Entertainment Weekly
by Bruce Fretts

Now & Glenn
The ‘Moonlighting’ Guru returns

"The thing I love about Glenn," says Eric Close of Now and Again creator Glenn Gordon Caron, "is in a business where everybody gives lip service, he's not afraid to tell me the truth -- and not always to my enjoyment." Sitting in his unvarnished office adjacent to Now's set, Caron agrees that it's best to shoot straight with actors, even if it means an occasional misfire. Recalling a talk with the costar of his first TV hit, ABC's 1985-89 romantic mystery Moonlighting, Caron confesses, "I pleaded with Bruce Willis not to do Die Hard. Sometimes [actors] don't listen to you, and It's a good thing."
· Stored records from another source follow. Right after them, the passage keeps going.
//! Health check endpoint

use axum::{routing::get, Json, Router};
use serde::Serialize;

use crate::AppState;

#[derive(Debug, Serialize)]
pub struct HealthResponse {
    pub status: String,
    pub module: String,
    pub version: String,
}

/// GET /health
pub async fn health_check() -> Json<HealthResponse> {
    Json(HealthResponse {
        status: "ok".to_string(),
        module: "scorm-cs".to_string(),
        version: env!("CARGO_PKG_VERSION").to_string(),
    })
}

pub fn health_routes() -> Router<AppState> {
    Router::new().route("/health", get(health_check))
}
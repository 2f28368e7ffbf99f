//! Request/response bodies of the runtime and package endpoints

use serde::{Deserialize, Serialize};
use std::collections::BTreeMap;

/// Body of `POST /api/scorm/lesson/{lessonId}/runtime`
///
/// Used for debounced commits and for the unload-time beacon alike.
///
/// ```
/// use scorm_common::api::RuntimeUpdateRequest;
///
/// let body: RuntimeUpdateRequest =
///     serde_json::from_str(r#"{"updates":{"cmi.core.lesson_status":"completed"}}"#).unwrap();
/// assert_eq!(body.updates.len(), 1);
/// ```
#[derive(Debug, Clone, Default, PartialEq, Eq, Deserialize, Serialize)]
pub struct RuntimeUpdateRequest {
    /// Dot-path → latest value
    pub updates: BTreeMap<String, String>,
}

/// Body of `PUT /api/scorm/lesson/{lessonId}/package`
#[derive(Debug, Clone, PartialEq, Eq, Deserialize, Serialize)]
pub struct RegisterPackageRequest {
    /// Media id of the uploaded ZIP package
    pub media_id: String,
    /// Entry file inside the package (from the manifest)
    pub launch_url: String,
}

/// Error response shared by all handlers
#[derive(Debug, Clone, Deserialize, Serialize)]
pub struct ErrorResponse {
    pub error: ErrorBody,
}

#[derive(Debug, Clone, Deserialize, Serialize)]
pub struct ErrorBody {
    /// Machine-readable code, e.g. `NOT_FOUND`
    pub code: String,
    pub message: String,
}

impl ErrorResponse {
    pub fn new(code: impl Into<String>, message: impl Into<String>) -> Self {
        Self {
            error: ErrorBody {
                code: code.into(),
                message: message.into(),
            },
        }
    }
}
//! SQLite persistence for runtime state and lesson packages

pub mod lessons;
pub mod runtime;

use anyhow::Result;
use sqlx::sqlite::{SqliteConnectOptions, SqlitePoolOptions};
use sqlx::SqlitePool;
use std::path::Path;
use std::time::Duration;

/// Open (creating if needed) the database at `db_path` and ensure tables
pub async fn init_database_pool(db_path: &Path) -> Result<SqlitePool> {
    if let Some(parent) = db_path.parent() {
        std::fs::create_dir_all(parent)?;
    }

    tracing::debug!("Connecting to database: {}", db_path.display());

    let options = SqliteConnectOptions::new()
        .filename(db_path)
        .create_if_missing(true)
        .busy_timeout(Duration::from_secs(5));
    let pool = SqlitePoolOptions::new()
        .max_connections(5)
        .connect_with(options)
        .await?;

    init_tables(&pool).await?;

    Ok(pool)
}

/// Single-connection in-memory database (each connection to `:memory:` is
/// its own database)
pub async fn init_memory_pool() -> Result<SqlitePool> {
    let pool = SqlitePoolOptions::new()
        .max_connections(1)
        .connect("sqlite::memory:")
        .await?;

    init_tables(&pool).await?;

    Ok(pool)
}

async fn init_tables(pool: &SqlitePool) -> Result<()> {
    sqlx::query(
        r#"
        CREATE TABLE IF NOT EXISTS scorm_runtime (
            learner_id TEXT NOT NULL,
            lesson_id TEXT NOT NULL,
            state_json TEXT NOT NULL,
            updated_at TEXT NOT NULL,
            PRIMARY KEY (learner_id, lesson_id)
        )
        "#,
    )
    .execute(pool)
    .await?;

    sqlx::query(
        r#"
        CREATE TABLE IF NOT EXISTS scorm_lessons (
            lesson_id TEXT PRIMARY KEY,
            media_id TEXT NOT NULL,
            launch_url TEXT NOT NULL,
            updated_at TEXT NOT NULL
        )
        "#,
    )
    .execute(pool)
    .await?;

    tracing::info!("Database tables initialized (scorm_runtime, scorm_lessons)");

    Ok(())
}
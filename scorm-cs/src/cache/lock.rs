//! Per-package extraction lock
//!
//! The lock is a file created with `create_new`, so it excludes other
//! processes sharing the cache root as well as other tasks in this one.
//! Its first word is a token unique to the holder; the holder only ever
//! refreshes or removes a file that still carries its own token.

use std::io::Write;
use std::path::{Path, PathBuf};
use std::time::{Duration, SystemTime};

use tracing::{debug, warn};

/// Held extraction lock; the lock file is removed on drop if still ours
#[derive(Debug)]
pub struct ExtractionLock {
    path: PathBuf,
    token: String,
}

impl ExtractionLock {
    /// Try to take the lock at `path`
    ///
    /// `Ok(None)` when another holder owns it.
    pub fn try_acquire(path: &Path) -> std::io::Result<Option<Self>> {
        if let Some(parent) = path.parent() {
            std::fs::create_dir_all(parent)?;
        }

        let mut file = match std::fs::OpenOptions::new()
            .write(true)
            .create_new(true)
            .open(path)
        {
            Ok(file) => file,
            Err(e) if e.kind() == std::io::ErrorKind::AlreadyExists => return Ok(None),
            Err(e) => return Err(e),
        };

        let token = uuid::Uuid::new_v4().to_string();
        let owner = format!(
            "{} {} {}\n",
            token,
            std::process::id(),
            chrono::Utc::now().to_rfc3339()
        );
        // An untagged lock could never be released by anyone
        if let Err(e) = file.write_all(owner.as_bytes()).and_then(|()| file.sync_all()) {
            drop(file);
            let _ = std::fs::remove_file(path);
            return Err(e);
        }

        debug!(lock = %path.display(), "Extraction lock acquired");
        Ok(Some(Self {
            path: path.to_path_buf(),
            token,
        }))
    }

    pub fn path(&self) -> &Path {
        &self.path
    }

    /// True while the lock file still carries this holder's token
    pub fn is_held(&self) -> bool {
        std::fs::read_to_string(&self.path)
            .is_ok_and(|contents| contents.split_whitespace().next() == Some(self.token.as_str()))
    }

    /// Bump the lock's modification time so waiters do not judge it stale
    ///
    /// Returns false when the lock is no longer ours.
    pub fn refresh(&self) -> bool {
        if !self.is_held() {
            warn!(lock = %self.path.display(), "Extraction lock lost to another holder");
            return false;
        }

        let touched = std::fs::OpenOptions::new()
            .write(true)
            .open(&self.path)
            .and_then(|file| file.set_modified(SystemTime::now()));
        match touched {
            Ok(()) => true,
            Err(e) => {
                warn!(lock = %self.path.display(), error = %e, "Failed to refresh extraction lock");
                false
            }
        }
    }
}

impl Drop for ExtractionLock {
    fn drop(&mut self) {
        if !self.is_held() {
            warn!(lock = %self.path.display(), "Extraction lock taken over, leaving it in place");
            return;
        }

        match std::fs::remove_file(&self.path) {
            Ok(()) => debug!(lock = %self.path.display(), "Extraction lock released"),
            Err(e) if e.kind() == std::io::ErrorKind::NotFound => {}
            Err(e) => warn!(lock = %self.path.display(), error = %e, "Failed to remove extraction lock"),
        }
    }
}

/// Age of the lock file at `path`, `None` when it does not exist
pub fn lock_age(path: &Path) -> Option<Duration> {
    let modified = std::fs::metadata(path).and_then(|m| m.modified()).ok()?;
    Some(
        SystemTime::now()
            .duration_since(modified)
            .unwrap_or(Duration::ZERO),
    )
}

/// Break a lock whose holder is presumed dead
///
/// Returns true when the caller should retry acquisition right away: the
/// lock was stale and removed, or it is already gone. The file is first
/// renamed to a private tombstone, so two waiters can never both remove
/// it, and a lock re-taken between the age check and the rename is put
/// back.
pub fn break_if_stale(path: &Path, stale_after: Duration) -> bool {
    let Some(age) = lock_age(path) else {
        return true;
    };
    if age < stale_after {
        return false;
    }

    let tombstone = path.with_extension(format!("stale-{}", uuid::Uuid::new_v4()));
    match std::fs::rename(path, &tombstone) {
        Ok(()) => {}
        // Another waiter broke it first
        Err(e) if e.kind() == std::io::ErrorKind::NotFound => return true,
        Err(e) => {
            warn!(lock = %path.display(), error = %e, "Failed to break stale lock");
            return false;
        }
    }

    if lock_age(&tombstone).is_some_and(|age| age < stale_after) {
        debug!(lock = %path.display(), "Lock was re-taken before it could be broken, restoring");
        if let Err(e) = std::fs::hard_link(&tombstone, path) {
            warn!(lock = %path.display(), error = %e, "Failed to restore extraction lock");
        }
        let _ = std::fs::remove_file(&tombstone);
        return false;
    }

    warn!(
        lock = %path.display(),
        age_secs = age.as_secs(),
        "Removed stale extraction lock"
    );
    if let Err(e) = std::fs::remove_file(&tombstone) {
        warn!(lock = %tombstone.display(), error = %e, "Failed to remove lock tombstone");
    }
    true
}
//! Lesson → SCORM package registration

use serde::Serialize;
use sqlx::SqlitePool;

/// Package backing a lesson
#[derive(Debug, Clone, PartialEq, Eq, Serialize)]
pub struct LessonPackage {
    pub lesson_id: String,
    pub media_id: String,
    /// Launch file relative to the package root
    pub launch_url: String,
    pub updated_at: String,
}

/// Insert or replace the package for `lesson_id`
pub async fn register_package(
    pool: &SqlitePool,
    lesson_id: &str,
    media_id: &str,
    launch_url: &str,
) -> Result<LessonPackage, sqlx::Error> {
    let updated_at = chrono::Utc::now().to_rfc3339();

    sqlx::query(
        r#"
        INSERT INTO scorm_lessons (lesson_id, media_id, launch_url, updated_at)
        VALUES (?, ?, ?, ?)
        ON CONFLICT(lesson_id) DO UPDATE SET
            media_id = excluded.media_id,
            launch_url = excluded.launch_url,
            updated_at = excluded.updated_at
        "#,
    )
    .bind(lesson_id)
    .bind(media_id)
    .bind(launch_url)
    .bind(&updated_at)
    .execute(pool)
    .await?;

    tracing::info!(lesson_id = %lesson_id, media_id = %media_id, "SCORM package registered");

    Ok(LessonPackage {
        lesson_id: lesson_id.to_string(),
        media_id: media_id.to_string(),
        launch_url: launch_url.to_string(),
        updated_at,
    })
}

pub async fn get_package(
    pool: &SqlitePool,
    lesson_id: &str,
) -> Result<Option<LessonPackage>, sqlx::Error> {
    let row: Option<(String, String, String)> = sqlx::query_as(
        "SELECT media_id, launch_url, updated_at FROM scorm_lessons WHERE lesson_id = ?",
    )
    .bind(lesson_id)
    .fetch_optional(pool)
    .await?;

    Ok(row.map(|(media_id, launch_url, updated_at)| LessonPackage {
        lesson_id: lesson_id.to_string(),
        media_id,
        launch_url,
        updated_at,
    }))
}
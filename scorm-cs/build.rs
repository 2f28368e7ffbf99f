//! Build script for scorm-cs
//!
//! Exposes build identification to the binary so the startup log line can
//! name exactly what is running: short git hash, UTC build time, profile.

use std::process::Command;

fn git_short_hash() -> Option<String> {
    let output = Command::new("git")
        .args(["rev-parse", "--short=8", "HEAD"])
        .output()
        .ok()?;

    if !output.status.success() {
        return None;
    }

    String::from_utf8(output.stdout)
        .ok()
        .map(|s| s.trim().to_string())
        .filter(|s| !s.is_empty())
}

fn main() {
    let git_hash = git_short_hash().unwrap_or_else(|| "unknown".to_string());
    let build_timestamp = chrono::Utc::now().to_rfc3339_opts(chrono::SecondsFormat::Secs, true);
    let profile = std::env::var("PROFILE").unwrap_or_else(|_| "unknown".to_string());

    println!("cargo:rustc-env=GIT_HASH={}", git_hash);
    println!("cargo:rustc-env=BUILD_TIMESTAMP={}", build_timestamp);
    println!("cargo:rustc-env=BUILD_PROFILE={}", profile);
}
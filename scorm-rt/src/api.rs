//! SCORM 1.2 and 2004 API surfaces
//!
//! Both surfaces are thin adapters over the same [`ScormSession`]. Every call
//! answers with a SCORM wire string; nothing is ever raised to the SCO.
//! The error-code functions report "no error" unconditionally.

use std::sync::Arc;

use async_trait::async_trait;
use scorm_common::ScormVersion;

use crate::scorm_bool;
use crate::session::ScormSession;

/// The calls a SCO can make, independent of naming generation
#[derive(Debug, Clone, Copy, PartialEq, Eq)]
pub enum ScormMethod {
    Initialize,
    GetValue,
    SetValue,
    Commit,
    Terminate,
    GetLastError,
    GetErrorString,
    GetDiagnostic,
}

impl ScormMethod {
    const ALL: [ScormMethod; 8] = [
        ScormMethod::Initialize,
        ScormMethod::GetValue,
        ScormMethod::SetValue,
        ScormMethod::Commit,
        ScormMethod::Terminate,
        ScormMethod::GetLastError,
        ScormMethod::GetErrorString,
        ScormMethod::GetDiagnostic,
    ];

    /// Function name as exposed on the version's API object
    pub fn name(self, version: ScormVersion) -> &'static str {
        match (self, version) {
            (ScormMethod::Initialize, ScormVersion::Scorm12) => "LMSInitialize",
            (ScormMethod::GetValue, ScormVersion::Scorm12) => "LMSGetValue",
            (ScormMethod::SetValue, ScormVersion::Scorm12) => "LMSSetValue",
            (ScormMethod::Commit, ScormVersion::Scorm12) => "LMSCommit",
            (ScormMethod::Terminate, ScormVersion::Scorm12) => "LMSFinish",
            (ScormMethod::GetLastError, ScormVersion::Scorm12) => "LMSGetLastError",
            (ScormMethod::GetErrorString, ScormVersion::Scorm12) => "LMSGetErrorString",
            (ScormMethod::GetDiagnostic, ScormVersion::Scorm12) => "LMSGetDiagnostic",
            (ScormMethod::Initialize, ScormVersion::Scorm2004) => "Initialize",
            (ScormMethod::GetValue, ScormVersion::Scorm2004) => "GetValue",
            (ScormMethod::SetValue, ScormVersion::Scorm2004) => "SetValue",
            (ScormMethod::Commit, ScormVersion::Scorm2004) => "Commit",
            (ScormMethod::Terminate, ScormVersion::Scorm2004) => "Terminate",
            (ScormMethod::GetLastError, ScormVersion::Scorm2004) => "GetLastError",
            (ScormMethod::GetErrorString, ScormVersion::Scorm2004) => "GetErrorString",
            (ScormMethod::GetDiagnostic, ScormVersion::Scorm2004) => "GetDiagnostic",
        }
    }

    /// Resolve a function name on the version's API object
    pub fn parse(version: ScormVersion, name: &str) -> Option<Self> {
        Self::ALL.into_iter().find(|m| m.name(version) == name)
    }
}

/// Interface injected into whatever bridges to the content's execution
/// context (webview, JS engine, test harness)
#[async_trait]
pub trait ScormApi: Send + Sync {
    fn version(&self) -> ScormVersion;

    fn initialize(&self, param: &str) -> String;

    fn get_value(&self, element: &str) -> String;

    fn set_value(&self, element: &str, value: &str) -> String;

    fn commit(&self, param: &str) -> String;

    /// Resolves after the final flush
    async fn terminate(&self, param: &str) -> String;

    fn get_last_error(&self) -> String {
        "0".to_string()
    }

    fn get_error_string(&self, _code: &str) -> String {
        String::new()
    }

    fn get_diagnostic(&self, _code: &str) -> String {
        String::new()
    }
}

/// Session-backed API surface for one SCORM generation
#[derive(Clone)]
pub struct RuntimeApi {
    session: Arc<ScormSession>,
    version: ScormVersion,
}

impl RuntimeApi {
    /// `window.API`
    pub fn scorm12(session: Arc<ScormSession>) -> Self {
        Self {
            session,
            version: ScormVersion::Scorm12,
        }
    }

    /// `window.API_1484_11`
    pub fn scorm2004(session: Arc<ScormSession>) -> Self {
        Self {
            session,
            version: ScormVersion::Scorm2004,
        }
    }

    pub fn session(&self) -> &Arc<ScormSession> {
        &self.session
    }
}

#[async_trait]
impl ScormApi for RuntimeApi {
    fn version(&self) -> ScormVersion {
        self.version
    }

    fn initialize(&self, _param: &str) -> String {
        scorm_bool(self.session.initialize())
    }

    fn get_value(&self, element: &str) -> String {
        self.session.get_value(element)
    }

    fn set_value(&self, element: &str, value: &str) -> String {
        scorm_bool(self.session.set_value(element, value))
    }

    fn commit(&self, _param: &str) -> String {
        scorm_bool(self.session.commit())
    }

    async fn terminate(&self, _param: &str) -> String {
        scorm_bool(self.session.terminate(self.version).await)
    }
}

/// Route a call by function name
///
/// Missing arguments are treated as empty strings, the way a JS caller
/// omitting them would be. `None` when the name is not part of the surface.
pub async fn dispatch(api: &dyn ScormApi, method: &str, args: &[&str]) -> Option<String> {
    let arg = |i: usize| args.get(i).copied().unwrap_or("");

    let result = match ScormMethod::parse(api.version(), method)? {
        ScormMethod::Initialize => api.initialize(arg(0)),
        ScormMethod::GetValue => api.get_value(arg(0)),
        ScormMethod::SetValue => api.set_value(arg(0), arg(1)),
        ScormMethod::Commit => api.commit(arg(0)),
        ScormMethod::Terminate => api.terminate(arg(0)).await,
        ScormMethod::GetLastError => api.get_last_error(),
        ScormMethod::GetErrorString => api.get_error_string(arg(0)),
        ScormMethod::GetDiagnostic => api.get_diagnostic(arg(0)),
    };

    Some(result)
}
Sometimes it's not. Caron notoriously butted heads with both Willis' costar, Cybill Shepherd, and Warren Beatty (whom he directed in the 1994 cinematic stink bomb Love Affair) -- "a couple of actors who want to run for President he points out." Yet Caron, who resembles a rumpled suburban dentist more than a Hollywood producer, is capable of compliments. "There are days when he can tell I need a boost," says Close. "So he'll say, 'Hey, Bruce Willis loves your performance.'"

Willis isn't the only fan. Close and Co. have seen Now turn into this season's sleeper hit and no one's more surprised than Caron. "I was fairly certain we wouldn't have success," he says, citing the show's low-profile Friday slot, CBS' traditionally unadventurous audience, and potentially tough sci-fli competition from Chris Carter's Harsh Realm (which Fox axed after three weeks). "I would've bet on Carter, but I always think disaster's an inch away. "

Maybe that's because it has been before. After writing for Taxi and Remington Steele, the Long Island native created Moonlighting and soon saw its on-set turmoil spill over into headlines. "I don't think Cybill understood how hard the workload was going to be," says Caron, still sensitive about discussing those stressful days. "A situation arose with her, and at a certain point it became clear that… umm…suffice it to say I wasn't there for the last year and a half."

Movie studios came calling, but while Caron’s 1988 directorial debut -- the Michael Keaton detox drama Clean and Sober -- intoxicated critics, audiences left it high and dry. "I actually called [Warner Bros. then co-chief] Bob Daly and apologized," recalls Caron. "He laughed and said, ‘Don’t worry about us – we’ll be fine!’" Execs weren't as understanding when his second film, 1993’s pyromaniac comedy Wilder Napalm, flamed out even faster. "When I was making it I thought, ‘Wow, this is up there with Birth of a Nation’" says Caron of the Dennis Quaid-Debra Winger vehicle. "We got to the first preview and half the audience wanted to burn down the damn theater."

Terrified he'd never work again, he accepted Beatty's offer to remake An Affair to Remember. "I think I made a better movie than it ultimately was," says Caron, who wasn't involved in Love Affair's final editing. "It was a heartbreaking experience." He rebounded in 1997 with Jennifer Aniston's Picture Perfect. "I thought, 'Maybe I'm out of movie jail.’ But the phone didn't ring."

Except, that is, for persistent calls from CBS prez Los Moonves, who offered Caron carte blanche to return to TV. "I was pregnant with this idea for Now and Again, so I went with the first guy who said, 'Hey, let's go’," explains Caron, 45, who lives in Connecticut with his actress wife, Mary, and their three kids. Moonves' vote of confidence enabled Caron to create one of TV's few truly unpredictable shows. "We work very hard to startle," says Caron, who has no master plan for Now’s future other than to follow his "golden gut" in cooking up plotlines. "I'm not Machiavellian. If I were, Bruce and Cybill would've never ended up in bed -- which is still considered one of TV's great storytelling blunders."